TASK PROMPT. Below are some records; output all of them exactly.

[Recorded data]
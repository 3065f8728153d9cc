// SPDX-License-Identifier: MIT
//
// Copyright (c) 2025 Alexandre Severino
//
// Permission is hereby granted, free of charge, to any person obtaining a copy
// of this software and associated documentation files (the "Software"), to deal
// in the Software without restriction, including without limitation the rights
// to use, copy, modify, merge, publish, distribute, sublicense, and/or sell
// copies of the Software, and to permit persons to whom the Software is
// furnished to do so, subject to the following conditions:
//
// The above copyright notice and this permission notice shall be included in
// all copies or substantial portions of the Software.
//
// THE SOFTWARE IS PROVIDED "AS IS", WITHOUT WARRANTY OF ANY KIND, EXPRESS OR
// IMPLIED, INCLUDING BUT NOT LIMITED TO THE WARRANTIES OF MERCHANTABILITY,
// FITNESS FOR A PARTICULAR PURPOSE AND NONINFRINGEMENT. IN NO EVENT SHALL THE
// AUTHORS OR COPYRIGHT HOLDERS BE LIABLE FOR ANY CLAIM, DAMAGES OR OTHER
// LIABILITY, WHETHER IN AN ACTION OF CONTRACT, TORT OR OTHERWISE, ARISING FROM,
// OUT OF OR IN CONNECTION WITH THE SOFTWARE OR THE USE OR OTHER DEALINGS IN THE
// SOFTWARE.

use macroquad::prelude::*;
use tracing::{error, info};

use crate::config::Config;
use crate::input::Input;
use crate::render;
use crate::session::{Flow, Session};
use crate::tile_map::TileMapData;

async fn run_session(session: &mut Session) -> Flow {
    loop {
        let dt = get_frame_time();

        for command in Input::poll(dt) {
            match session.handle(command) {
                Flow::Continue => {}
                flow => return flow,
            }
        }

        session.update();
        render::draw(session, &session.draw_list());
        next_frame().await;
    }
}

pub async fn run() {
    let config = match Config::load().await {
        Ok(config) => config,
        Err(e) => {
            error!("{}", e);
            return;
        }
    };
    Input::configure(&config);

    let map = match TileMapData::load(&config.map_path).await {
        Ok(map) => map,
        Err(e) => {
            error!("{}", e);
            return;
        }
    };

    loop {
        let mut session = match Session::new(config.clone(), &map) {
            Ok(session) => session,
            Err(e) => {
                error!("{}", e);
                return;
            }
        };

        match run_session(&mut session).await {
            Flow::Reset => info!("restarting session"),
            _ => break,
        }
    }
    info!("bye");
}
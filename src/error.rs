// SPDX-License-Identifier: MIT
//
// Copyright (c) 2025 Alexandre Severino
//
// Permission is hereby granted, free of charge, to any person obtaining a copy
// of this software and associated documentation files (the "Software"), to deal
// in the Software without restriction, including without limitation the rights
// to use, copy, modify, merge, publish, distribute, sublicense, and/or sell
// copies of the Software, and to permit persons to whom the Software is
// furnished to do so, subject to the following conditions:
//
// The above copyright notice and this permission notice shall be included in
// all copies or substantial portions of the Software.
//
// THE SOFTWARE IS PROVIDED "AS IS", WITHOUT WARRANTY OF ANY KIND, EXPRESS OR
// IMPLIED, INCLUDING BUT NOT LIMITED TO THE WARRANTIES OF MERCHANTABILITY,
// FITNESS FOR A PARTICULAR PURPOSE AND NONINFRINGEMENT. IN NO EVENT SHALL THE
// AUTHORS OR COPYRIGHT HOLDERS BE LIABLE FOR ANY CLAIM, DAMAGES OR OTHER
// LIABILITY, WHETHER IN AN ACTION OF CONTRACT, TORT OR OTHERWISE, ARISING FROM,
// OUT OF OR IN CONNECTION WITH THE SOFTWARE OR THE USE OR OTHER DEALINGS IN THE
// SOFTWARE.

use thiserror::Error;

#[derive(Debug, Error)]
pub enum GameError {
    #[error("failed to load {path}: {message}")]
    Load { path: String, message: String },

    #[error("failed to parse {path}: {source}")]
    Parse {
        path: String,
        #[source]
        source: serde_json::Error,
    },

    #[error("invalid config: {0}")]
    InvalidConfig(String),

    #[error("invalid map: {0}")]
    InvalidMap(String),
}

ANSWER BELOW.
repository 3065f8728153d9cc
// SPDX-License-Identifier: MIT
//
// Copyright (c) 2025 Alexandre Severino
//
// Permission is hereby granted, free of charge, to any person obtaining a copy
// of this software and associated documentation files (the "Software"), to deal
// in the Software without restriction, including without limitation the rights
// to use, copy, modify, merge, publish, distribute, sublicense, and/or sell
// copies of the Software, and to permit persons to whom the Software is
// furnished to do so, subject to the following conditions:
//
// The above copyright notice and this permission notice shall be included in
// all copies or substantial portions of the Software.
//
// THE SOFTWARE IS PROVIDED "AS IS", WITHOUT WARRANTY OF ANY KIND, EXPRESS OR
// IMPLIED, INCLUDING BUT NOT LIMITED TO THE WARRANTIES OF MERCHANTABILITY,
// FITNESS FOR A PARTICULAR PURPOSE AND NONINFRINGEMENT. IN NO EVENT SHALL THE
// AUTHORS OR COPYRIGHT HOLDERS BE LIABLE FOR ANY CLAIM, DAMAGES OR OTHER
// LIABILITY, WHETHER IN AN ACTION OF CONTRACT, TORT OR OTHERWISE, ARISING FROM,
// OUT OF OR IN CONNECTION WITH THE SOFTWARE OR THE USE OR OTHER DEALINGS IN THE
// SOFTWARE.

use macroquad::prelude::*;
use tracing::{error, info};

use crate::config::Config;
use crate::input::Input;
use crate::render;
use crate::session::{Flow, Session};
use crate::tile_map::TileMapData;

async fn run_session(session: &mut Session) -> Flow {
    loop {
        let dt = get_frame_time();

        for command in Input::poll(dt) {
            match session.handle(command) {
                Flow::Continue => {}
                flow => return flow,
            }
        }

        session.update();
        render::draw(session, &session.draw_list());
        next_frame().await;
    }
}

pub async fn run() {
    let config = match Config::load().await {
        Ok(config) => config,
        Err(e) => {
            error!("{}", e);
            return;
        }
    };
    Input::configure(&config);

    let map = match TileMapData::load(&config.map_path).await {
        Ok(map) => map,
        Err(e) => {
            error!("{}", e);
            return;
        }
    };

    loop {
        let mut session = match Session::new(config.clone(), &map) {
            Ok(session) => session,
            Err(e) => {
                error!("{}", e);
                return;
            }
        };

        match run_session(&mut session).await {
            Flow::Reset => info!("restarting session"),
            _ => break,
        }
    }
    info!("bye");
}
filename src/error.rs
// SPDX-License-Identifier: MIT
//
// Copyright (c) 2025 Alexandre Severino
//
// Permission is hereby granted, free of charge, to any person obtaining a copy
// of this software and associated documentation files (the "Software"), to deal
// in the Software without restriction, including without limitation the rights
// to use, copy, modify, merge, publish, distribute, sublicense, and/or sell
// copies of the Software, and to permit persons to whom the Software is
// furnished to do so, subject to the following conditions:
//
// The above copyright notice and this permission notice shall be included in
// all copies or substantial portions of the Software.
//
// THE SOFTWARE IS PROVIDED "AS IS", WITHOUT WARRANTY OF ANY KIND, EXPRESS OR
// IMPLIED, INCLUDING BUT NOT LIMITED TO THE WARRANTIES OF MERCHANTABILITY,
// FITNESS FOR A PARTICULAR PURPOSE AND NONINFRINGEMENT. IN NO EVENT SHALL THE
// AUTHORS OR COPYRIGHT HOLDERS BE LIABLE FOR ANY CLAIM, DAMAGES OR OTHER
// LIABILITY, WHETHER IN AN ACTION OF CONTRACT, TORT OR OTHERWISE, ARISING FROM,
// OUT OF OR IN CONNECTION WITH THE SOFTWARE OR THE USE OR OTHER DEALINGS IN THE
// SOFTWARE.

use thiserror::Error;

#[derive(Debug, Error)]
pub enum GameError {
    #[error("failed to load {path}: {message}")]
    Load { path: String, message: String },

    #[error("failed to parse {path}: {source}")]
    Parse {
        path: String,
        #[source]
        source: serde_json::Error,
    },

    #[error("invalid config: {0}")]
    InvalidConfig(String),

    #[error("invalid map: {0}")]
    InvalidMap(String),
}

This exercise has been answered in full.